I was eating at a Red Lobster Wednesday night. Now that isn’t a very fancy restaurant and one would assume it is a place where children might be brought along to eat. However, this was at 10pm at night. The place was packed with babies and young children. The children were tired. I kept thinking “this is a weeknight, and some of these children surely will be going to daycare or preschool the next day!” The behavior of the children reflected their exhaustion. My rule was eat as early as possible. Children have greater control over their behavior when they are not tired out.

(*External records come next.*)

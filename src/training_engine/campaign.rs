//! Campaign ladder: a fixed sequence of levels, each cleared by reaching a
//! streak target on that level's scenarios.

use serde::{Deserialize, Serialize};

use crate::training_engine::models::Position;

#[derive(Debug, Clone, PartialEq, Eq, Serialize, Deserialize)]
#[serde(tag = "type", rename_all = "SCREAMING_SNAKE_CASE")]
pub enum LevelConfig {
    /// Open-raise spots restricted to `allowed` hero seats.
    Rfi { allowed: Vec<Position> },
    /// Big-blind defense against a single raise.
    Defense,
    /// 60% open-raise, 40% defense.
    Mixed,
}

#[derive(Debug, Clone, PartialEq, Eq, Serialize, Deserialize)]
pub struct CampaignLevel {
    pub name: String,
    /// Consecutive correct answers needed to clear the level.
    pub target: u32,
    pub config: LevelConfig,
}

impl CampaignLevel {
    fn new(name: &str, target: u32, config: LevelConfig) -> CampaignLevel {
        CampaignLevel { name: name.to_string(), target, config }
    }
}

pub fn bundled_levels() -> Vec<CampaignLevel> {
    use Position::*;
    vec![
        CampaignLevel::new("Button Basics", 5, LevelConfig::Rfi { allowed: vec![BTN] }),
        CampaignLevel::new("Late Position", 8, LevelConfig::Rfi { allowed: vec![CO, BTN] }),
        CampaignLevel::new("Full Table Opens", 10, LevelConfig::Rfi { allowed: vec![UTG, HJ, CO, BTN, SB] }),
        CampaignLevel::new("Big Blind Defense", 10, LevelConfig::Defense),
        CampaignLevel::new("Final Exam", 15, LevelConfig::Mixed),
    ]
}

/// Where the player stands on the ladder.
#[derive(Debug, Clone, Copy, Default, PartialEq, Eq, Serialize, Deserialize)]
pub struct CampaignProgress {
    pub level_index: usize,
    pub streak: u32,
}

impl CampaignProgress {
    /// Record one judged hand. Returns the index of the level just cleared,
    /// if any. The last level can be played forever but never advances.
    pub fn record(&mut self, correct: bool, levels: &[CampaignLevel]) -> Option<usize> {
        if !correct {
            self.streak = 0;
            return None;
        }
        self.streak += 1;
        let level = levels.get(self.level_index)?;
        if self.streak >= level.target && self.level_index + 1 < levels.len() {
            let cleared = self.level_index;
            self.level_index += 1;
            self.streak = 0;
            log::debug!("campaign level '{}' cleared", level.name);
            return Some(cleared);
        }
        None
    }

    pub fn current<'a>(&self, levels: &'a [CampaignLevel]) -> Option<&'a CampaignLevel> {
        levels.get(self.level_index)
    }
}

Make sure your child is comfortable. One very young baby was crying and crying. The parents were simply ignoring the newborn. You could tell they just wanted a night out. Babysitters are very expensive, and not everyone has family they can leave a baby with. Still, there was something wrong with this baby. The best way to figure out what’s wrong is to think like a baby. I looked at what the baby was looking at. Sure enough there was a bright overhead light shining right in the poor baby’s eyes. I simply went over and moved the baby carrier slightly, while saying “Oh I noticed that light was shining right in your her face.” The parents were very nice, and said “oh, we didn’t notice, we’re new to this baby stuff.”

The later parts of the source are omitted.